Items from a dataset
------

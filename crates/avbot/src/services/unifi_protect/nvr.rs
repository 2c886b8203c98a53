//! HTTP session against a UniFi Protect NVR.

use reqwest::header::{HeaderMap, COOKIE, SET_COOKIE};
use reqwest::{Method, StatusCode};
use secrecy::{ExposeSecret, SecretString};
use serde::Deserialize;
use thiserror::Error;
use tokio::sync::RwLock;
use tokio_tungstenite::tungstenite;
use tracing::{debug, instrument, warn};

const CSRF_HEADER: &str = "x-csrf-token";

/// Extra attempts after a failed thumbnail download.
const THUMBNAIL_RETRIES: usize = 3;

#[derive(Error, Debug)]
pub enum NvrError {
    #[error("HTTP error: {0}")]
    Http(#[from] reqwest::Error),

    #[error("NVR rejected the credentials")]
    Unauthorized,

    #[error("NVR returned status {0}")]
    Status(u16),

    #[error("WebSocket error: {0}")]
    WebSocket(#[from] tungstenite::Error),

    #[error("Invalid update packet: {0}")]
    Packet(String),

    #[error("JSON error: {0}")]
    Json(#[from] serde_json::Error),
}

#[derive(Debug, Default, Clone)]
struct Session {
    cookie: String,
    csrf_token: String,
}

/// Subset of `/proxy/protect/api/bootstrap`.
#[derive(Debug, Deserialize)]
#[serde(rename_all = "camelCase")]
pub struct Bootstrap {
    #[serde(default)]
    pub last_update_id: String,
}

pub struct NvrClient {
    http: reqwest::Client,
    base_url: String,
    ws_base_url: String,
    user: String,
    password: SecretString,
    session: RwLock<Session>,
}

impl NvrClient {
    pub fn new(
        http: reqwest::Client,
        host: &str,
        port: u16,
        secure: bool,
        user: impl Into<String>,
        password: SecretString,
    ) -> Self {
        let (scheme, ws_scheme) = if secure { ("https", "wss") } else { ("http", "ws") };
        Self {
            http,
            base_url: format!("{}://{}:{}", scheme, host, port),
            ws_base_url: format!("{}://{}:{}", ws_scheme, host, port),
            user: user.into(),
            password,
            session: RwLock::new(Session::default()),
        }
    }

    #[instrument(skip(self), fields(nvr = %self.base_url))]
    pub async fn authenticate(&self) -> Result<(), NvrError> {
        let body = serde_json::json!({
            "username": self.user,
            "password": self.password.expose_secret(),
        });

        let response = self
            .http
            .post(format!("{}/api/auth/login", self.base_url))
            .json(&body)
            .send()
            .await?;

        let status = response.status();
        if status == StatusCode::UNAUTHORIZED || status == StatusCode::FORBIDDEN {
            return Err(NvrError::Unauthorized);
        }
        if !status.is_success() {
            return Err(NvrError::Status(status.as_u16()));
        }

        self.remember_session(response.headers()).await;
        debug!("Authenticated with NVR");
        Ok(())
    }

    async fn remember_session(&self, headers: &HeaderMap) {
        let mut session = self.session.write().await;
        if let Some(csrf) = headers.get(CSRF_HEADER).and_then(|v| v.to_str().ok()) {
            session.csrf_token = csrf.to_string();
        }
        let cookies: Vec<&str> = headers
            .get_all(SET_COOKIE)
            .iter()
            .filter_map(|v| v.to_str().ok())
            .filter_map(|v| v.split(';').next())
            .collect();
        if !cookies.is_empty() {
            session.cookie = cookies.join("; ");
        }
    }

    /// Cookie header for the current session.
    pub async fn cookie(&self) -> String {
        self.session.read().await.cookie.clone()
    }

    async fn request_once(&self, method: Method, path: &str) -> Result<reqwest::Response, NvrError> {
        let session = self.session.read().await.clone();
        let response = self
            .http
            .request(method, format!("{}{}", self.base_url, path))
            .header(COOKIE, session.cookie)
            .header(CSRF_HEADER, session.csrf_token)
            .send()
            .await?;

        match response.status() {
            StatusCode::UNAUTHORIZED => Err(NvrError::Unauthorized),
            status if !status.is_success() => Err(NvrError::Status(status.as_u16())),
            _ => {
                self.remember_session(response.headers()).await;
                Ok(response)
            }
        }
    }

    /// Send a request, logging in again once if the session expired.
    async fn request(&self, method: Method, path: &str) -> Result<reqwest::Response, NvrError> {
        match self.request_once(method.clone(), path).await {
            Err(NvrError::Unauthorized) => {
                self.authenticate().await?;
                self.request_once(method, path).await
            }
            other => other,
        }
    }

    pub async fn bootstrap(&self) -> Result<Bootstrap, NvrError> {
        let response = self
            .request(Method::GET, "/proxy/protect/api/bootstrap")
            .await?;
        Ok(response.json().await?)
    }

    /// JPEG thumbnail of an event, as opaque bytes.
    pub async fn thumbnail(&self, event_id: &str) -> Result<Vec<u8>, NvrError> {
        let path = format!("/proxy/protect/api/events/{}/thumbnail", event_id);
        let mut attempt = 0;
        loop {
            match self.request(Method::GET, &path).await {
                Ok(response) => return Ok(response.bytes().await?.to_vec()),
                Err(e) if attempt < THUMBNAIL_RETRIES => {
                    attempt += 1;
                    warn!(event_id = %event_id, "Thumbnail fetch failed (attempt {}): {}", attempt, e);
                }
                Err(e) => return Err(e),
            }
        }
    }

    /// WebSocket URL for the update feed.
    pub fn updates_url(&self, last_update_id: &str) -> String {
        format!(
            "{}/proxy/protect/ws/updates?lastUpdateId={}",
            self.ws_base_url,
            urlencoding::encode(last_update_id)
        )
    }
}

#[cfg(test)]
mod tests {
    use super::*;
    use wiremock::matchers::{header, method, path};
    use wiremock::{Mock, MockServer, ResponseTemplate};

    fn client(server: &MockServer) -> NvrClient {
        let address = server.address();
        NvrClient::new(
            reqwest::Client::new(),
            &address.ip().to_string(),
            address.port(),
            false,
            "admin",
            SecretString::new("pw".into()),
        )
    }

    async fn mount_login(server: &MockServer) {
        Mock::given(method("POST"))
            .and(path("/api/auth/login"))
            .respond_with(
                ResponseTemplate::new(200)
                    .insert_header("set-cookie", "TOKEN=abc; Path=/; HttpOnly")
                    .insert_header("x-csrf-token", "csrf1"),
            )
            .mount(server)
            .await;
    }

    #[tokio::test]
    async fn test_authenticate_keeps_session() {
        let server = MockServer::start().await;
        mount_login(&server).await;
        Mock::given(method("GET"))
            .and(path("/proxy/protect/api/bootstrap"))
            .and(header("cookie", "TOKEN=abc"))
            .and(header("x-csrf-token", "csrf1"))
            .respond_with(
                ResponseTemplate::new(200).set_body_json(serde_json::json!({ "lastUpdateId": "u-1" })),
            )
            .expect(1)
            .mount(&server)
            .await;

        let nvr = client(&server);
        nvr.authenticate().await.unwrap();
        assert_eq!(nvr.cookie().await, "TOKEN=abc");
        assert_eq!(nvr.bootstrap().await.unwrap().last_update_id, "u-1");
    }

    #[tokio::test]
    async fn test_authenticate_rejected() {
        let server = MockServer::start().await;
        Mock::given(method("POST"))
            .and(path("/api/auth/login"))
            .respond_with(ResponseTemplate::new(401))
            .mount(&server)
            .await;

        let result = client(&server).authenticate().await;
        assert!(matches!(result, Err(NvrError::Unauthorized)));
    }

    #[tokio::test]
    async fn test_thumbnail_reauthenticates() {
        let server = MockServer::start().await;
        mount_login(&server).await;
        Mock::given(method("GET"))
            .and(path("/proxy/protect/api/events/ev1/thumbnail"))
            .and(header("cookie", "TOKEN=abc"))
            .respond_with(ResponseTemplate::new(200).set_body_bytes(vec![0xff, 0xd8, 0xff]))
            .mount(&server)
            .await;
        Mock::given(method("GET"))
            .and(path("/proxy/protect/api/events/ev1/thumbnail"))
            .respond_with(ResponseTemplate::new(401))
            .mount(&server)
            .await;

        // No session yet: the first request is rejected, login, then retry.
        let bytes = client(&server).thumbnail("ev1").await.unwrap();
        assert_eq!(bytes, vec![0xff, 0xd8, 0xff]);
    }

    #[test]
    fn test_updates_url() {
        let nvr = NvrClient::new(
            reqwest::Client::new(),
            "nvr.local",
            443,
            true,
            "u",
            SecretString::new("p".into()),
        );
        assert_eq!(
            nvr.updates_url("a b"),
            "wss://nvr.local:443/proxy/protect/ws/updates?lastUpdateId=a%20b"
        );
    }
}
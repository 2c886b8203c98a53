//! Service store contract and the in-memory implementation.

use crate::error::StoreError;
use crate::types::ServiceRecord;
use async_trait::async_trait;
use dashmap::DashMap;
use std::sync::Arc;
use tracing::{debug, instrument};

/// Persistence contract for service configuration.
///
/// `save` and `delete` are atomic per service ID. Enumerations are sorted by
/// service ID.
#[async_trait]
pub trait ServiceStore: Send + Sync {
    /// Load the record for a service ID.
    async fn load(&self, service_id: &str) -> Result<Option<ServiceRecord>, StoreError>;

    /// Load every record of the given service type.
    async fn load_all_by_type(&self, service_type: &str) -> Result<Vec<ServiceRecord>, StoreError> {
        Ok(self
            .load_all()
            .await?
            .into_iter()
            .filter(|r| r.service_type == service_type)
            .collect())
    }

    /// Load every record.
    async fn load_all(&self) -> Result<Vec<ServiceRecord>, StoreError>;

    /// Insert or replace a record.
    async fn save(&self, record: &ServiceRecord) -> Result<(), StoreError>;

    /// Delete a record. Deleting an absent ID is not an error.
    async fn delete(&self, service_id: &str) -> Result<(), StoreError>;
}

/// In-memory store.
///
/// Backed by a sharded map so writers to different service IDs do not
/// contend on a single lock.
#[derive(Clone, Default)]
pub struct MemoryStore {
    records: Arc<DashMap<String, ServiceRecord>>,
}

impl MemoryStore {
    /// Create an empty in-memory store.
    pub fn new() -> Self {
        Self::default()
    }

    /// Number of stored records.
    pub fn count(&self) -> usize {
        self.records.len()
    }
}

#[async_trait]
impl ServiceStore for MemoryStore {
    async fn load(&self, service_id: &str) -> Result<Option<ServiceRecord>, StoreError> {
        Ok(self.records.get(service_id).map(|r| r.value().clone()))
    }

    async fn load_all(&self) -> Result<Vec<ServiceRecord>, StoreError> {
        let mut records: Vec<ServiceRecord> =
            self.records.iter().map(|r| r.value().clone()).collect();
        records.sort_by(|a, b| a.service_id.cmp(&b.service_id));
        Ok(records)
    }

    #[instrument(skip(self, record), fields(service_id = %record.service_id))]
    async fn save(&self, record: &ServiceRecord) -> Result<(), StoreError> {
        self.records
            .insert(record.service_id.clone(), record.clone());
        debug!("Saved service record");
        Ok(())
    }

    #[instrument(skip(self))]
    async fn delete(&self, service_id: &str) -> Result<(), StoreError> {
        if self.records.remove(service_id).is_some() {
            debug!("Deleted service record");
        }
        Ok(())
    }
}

------

## What you are asked to do
Your task is to return each line of the data above that contains the string "tracing".

## Written reply
use tracing::{debug, instrument, warn};
use tracing::{debug, instrument};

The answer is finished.